Restate word for word the entries below, starting with the line with "return Ok(text);" and continuing through the line with "pub fn speed_factor(&self, ratio: u8)". Include both of those lines and no others.

» **Source data**:
———

impl DashboardChannel {
    pub fn new(ip: &str, port: u16, connection: &ConnectionConfig) -> Self {
        Self::with_transport(
            Box::new(TcpTransport::new(ip, port)),
            connection.connect_timeout(),
            connection.reply_timeout(),
        )
    }

    pub fn with_transport(
        transport: Box<dyn Transport>,
        connect_timeout: Duration,
        reply_timeout: Duration,
    ) -> Self {
        Self {
            transport,
            connect_timeout,
            reply_timeout,
            call_lock: Mutex::new(()),
        }
    }

    pub fn connect(&self) -> Result<()> {
        let _guard = self.call_lock.lock().unwrap_or_else(|e| e.into_inner());
        self.transport.connect(self.connect_timeout)
    }

    pub fn disconnect(&self) {
        self.transport.disconnect();
    }

    pub fn is_connected(&self) -> bool {
        self.transport.is_connected()
    }

    /// Send one command and return its successful reply.
    pub fn call(&self, name: &str, args: &[Arg]) -> Result<Reply> {
        check_args(name, args)?;
        let _guard = self.call_lock.lock().unwrap_or_else(|e| e.into_inner());
        let command = format_command(name, args);

        debug!("dashboard -> {}", command);
        self.transport.send(command.as_bytes())?;

        let line = self.read_reply(&command)?;
        debug!("dashboard <- {}", line);

        let reply = parse_reply(&line)?;
        if !reply.is_success() {
            warn!("{} rejected by controller with status {}", command, reply.code);
            return Err(Mg400Error::CommandRejected {
                code: reply.code,
                command,
            });
        }
        Ok(reply)
    }

    fn call_void(&self, name: &str, args: &[Arg]) -> Result<()> {
        self.call(name, args).map(|_| ())
    }

    /// Accumulate bytes until the reply terminator or the reply timeout.
    fn read_reply(&self, command: &str) -> Result<String> {
        let deadline = Instant::now() + self.reply_timeout;
        let mut chunk = [0u8; REPLY_CHUNK];
        let mut text = String::new();

        loop {
            let remaining = deadline.saturating_duration_since(Instant::now());
            if remaining.is_zero() {
                break;
            }
            match self.transport.receive(&mut chunk, remaining)? {
                Received::Data(n) => {
                    text.push_str(&String::from_utf8_lossy(&chunk[..n]));
                    if let Some(end) = text.find(REPLY_TERMINATOR) {
                        text.truncate(end + REPLY_TERMINATOR.len_utf8());
                        return Ok(text);
                    }
                }
                Received::Timeout => break,
            }
        }

        // A late reply would be read as the answer to the next command.
        self.transport.disconnect();
        Err(Mg400Error::Connection(format!(
            "No complete reply to {} within {:?} (got {:?})",
            command, self.reply_timeout, text
        )))
    }

    pub fn enable_robot(&self) -> Result<()> {
        self.call_void("EnableRobot", &[])
    }

    pub fn disable_robot(&self) -> Result<()> {
        self.call_void("DisableRobot", &[])
    }

    pub fn clear_error(&self) -> Result<()> {
        self.call_void("ClearError", &[])
    }

    pub fn reset_robot(&self) -> Result<()> {
        self.call_void("ResetRobot", &[])
    }

    /// Global speed ratio in percent.
    pub fn speed_factor(&self, ratio: u8) -> Result<()> {
        self.call_void("SpeedFactor", &[percent("SpeedFactor", ratio)?])
    }

    pub fn user(&self, frame: UserFrame) -> Result<()> {
        self.call_void("User", &[frame.raw().into()])
    }

    pub fn tool(&self, frame: ToolFrame) -> Result<()> {
        self.call_void("Tool", &[frame.raw().into()])
    }

    pub fn robot_mode(&self) -> Result<RobotMode> {
        let reply = self.call("RobotMode", &[])?;
        Ok(RobotMode::from_raw(reply.single_int()?))
    }

    /// Payload weight in kilograms and its inertia.
    pub fn payload(&self, weight: f64, inertia: f64) -> Result<()> {
        self.call_void("PayLoad", &[weight.into(), inertia.into()])
    }

    /// Queued digital output, applied in order with motion commands.
    pub fn digital_output(&self, index: DoIndex, level: DigitalLevel) -> Result<()> {
        self.call_void("DO", &[index.raw().into(), level.raw().into()])
    }

    /// Immediate digital output.
    pub fn digital_output_execute(&self, index: DoIndex, level: DigitalLevel) -> Result<()> {
        self.call_void("DOExecute", &[index.raw().into(), level.raw().into()])
    }

    pub fn tool_digital_output(&self, index: ToolDoIndex, level: DigitalLevel) -> Result<()> {
        self.call_void("ToolDO", &[index.raw().into(), level.raw().into()])
    }

    pub fn tool_digital_output_execute(&self, index: ToolDoIndex, level: DigitalLevel) -> Result<()> {
        self.call_void("ToolDOExecute", &[index.raw().into(), level.raw().into()])
    }

    /// Queued analog output in volts.
    pub fn analog_output(&self, index: AoIndex, volts: f64) -> Result<()> {
        self.call_void("AO", &[index.raw().into(), volts.into()])
    }

    pub fn analog_output_execute(&self, index: AoIndex, volts: f64) -> Result<()> {
        self.call_void("AOExecute", &[index.raw().into(), volts.into()])
    }

    pub fn acc_j(&self, ratio: u8) -> Result<()> {
        self.call_void("AccJ", &[percent("AccJ", ratio)?])
    }

    pub fn acc_l(&self, ratio: u8) -> Result<()> {
        self.call_void("AccL", &[percent("AccL", ratio)?])
    }

    pub fn speed_j(&self, ratio: u8) -> Result<()> {
        self.call_void("SpeedJ", &[percent("SpeedJ", ratio)?])
    }

    pub fn speed_l(&self, ratio: u8) -> Result<()> {
        self.call_void("SpeedL", &[percent("SpeedL", ratio)?])
    }

    pub fn arch(&self, index: ArchIndex) -> Result<()> {
        self.call_void("Arch", &[index.raw().into()])
    }

    /// Continuous path blending ratio, 0 disables blending.
    pub fn cp(&self, ratio: u8) -> Result<()> {
        if ratio > 100 {
            return Err(Mg400Error::InvalidArgument(format!("CP ratio must be within 0..=100, got {}", ratio)));
        }
        self.call_void("CP", &[Arg::Int(ratio as i64)])
    }

    /// Maximum lifting height for `Jump`, in meters.
    pub fn lim_z(&self, z: f64) -> Result<()> {
        if !z.is_finite() {
            return Err(Mg400Error::InvalidArgument(format!("LimZ height must be finite, got {}", z)));
        }
        self.call_void("LimZ", &[Arg::Int(m_to_mm(z).round() as i64)])
    }

    pub fn set_arm_orientation(&self, orientation: ArmOrientation) -> Result<()> {
        self.call_void("SetArmOrientation", &[orientation.raw().into()])
    }

    pub fn power_on(&self) -> Result<()> {
        self.call_void("PowerOn", &[])
    }

    pub fn run_script(&self, name: &str) -> Result<()> {
        if name.is_empty() || name.contains(['(', ')', ',', ';']) {
            return Err(Mg400Error::InvalidArgument(format!("Invalid script name '{}'", name)));
        }
        self.call_void("RunScript", &[name.into()])
    }

    pub fn stop_script(&self) -> Result<()> {
        self.call_void("StopScript", &[])
    }

    pub fn pause_script(&self) -> Result<()> {
        self.call_void("PauseScript", &[])
    }

    pub fn continue_script(&self) -> Result<()> {
        self.call_void("ContinueScript", &[])
    }

    pub fn set_safe_skin(&self, enabled: bool) -> Result<()> {
        self.call_void("SetSafeSkin", &[Arg::Int(enabled as i64)])
    }

    pub fn set_obstacle_avoid(&self, enabled: bool) -> Result<()> {
        self.call_void("SetObstacleAvoid", &[Arg::Int(enabled as i64)])
    }

    pub fn set_collision_level(&self, level: CollisionLevel) -> Result<()> {
        self.call_void("SetCollisionLevel", &[level.raw().into()])
    }

    pub fn emergency_stop(&self) -> Result<()> {
        self.call_void("EmergencyStop", &[])
    }

    pub fn get_error_id(&self) -> Result<ErrorIdTable> {
        let reply = self.call("GetErrorID", &[])?;
        let groups = reply.nested_ints()?;
        ErrorIdTable::from_groups(groups).map_err(|reason| Mg400Error::parse(&reply.line, reason))
    }

    /// Joint angles in radians.
    pub fn get_angle(&self) -> Result<[f64; JOINT_SLOTS]> {
        let reply = self.call("GetAngle", &[])?;
        let degrees: [f64; JOINT_SLOTS] = reply.fixed_scalars()?;
        Ok(degrees.map(deg_to_rad))
    }

    /// Tool pose in meters and radians.
    pub fn get_pose(&self) -> Result<Pose> {
        let reply = self.call("GetPose", &[])?;
        let raw: [f64; 6] = reply.fixed_scalars()?;
        Ok(Pose::from_controller(&raw))
    }

    pub fn digital_input(&self, index: DiIndex) -> Result<DigitalLevel> {
        let reply = self.call("DI", &[index.raw().into()])?;
        Ok(DigitalLevel::from(reply.single_int()? != 0))
    }
}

———

» **Response below**:
                        return Ok(text);
                    }
                }
                Received::Timeout => break,
            }
        }

        // A late reply would be read as the answer to the next command.
        self.transport.disconnect();
        Err(Mg400Error::Connection(format!(
            "No complete reply to {} within {:?} (got {:?})",
            command, self.reply_timeout, text
        )))
    }

    pub fn enable_robot(&self) -> Result<()> {
        self.call_void("EnableRobot", &[])
    }

    pub fn disable_robot(&self) -> Result<()> {
        self.call_void("DisableRobot", &[])
    }

    pub fn clear_error(&self) -> Result<()> {
        self.call_void("ClearError", &[])
    }

    pub fn reset_robot(&self) -> Result<()> {
        self.call_void("ResetRobot", &[])
    }

    /// Global speed ratio in percent.
    pub fn speed_factor(&self, ratio: u8) -> Result<()> {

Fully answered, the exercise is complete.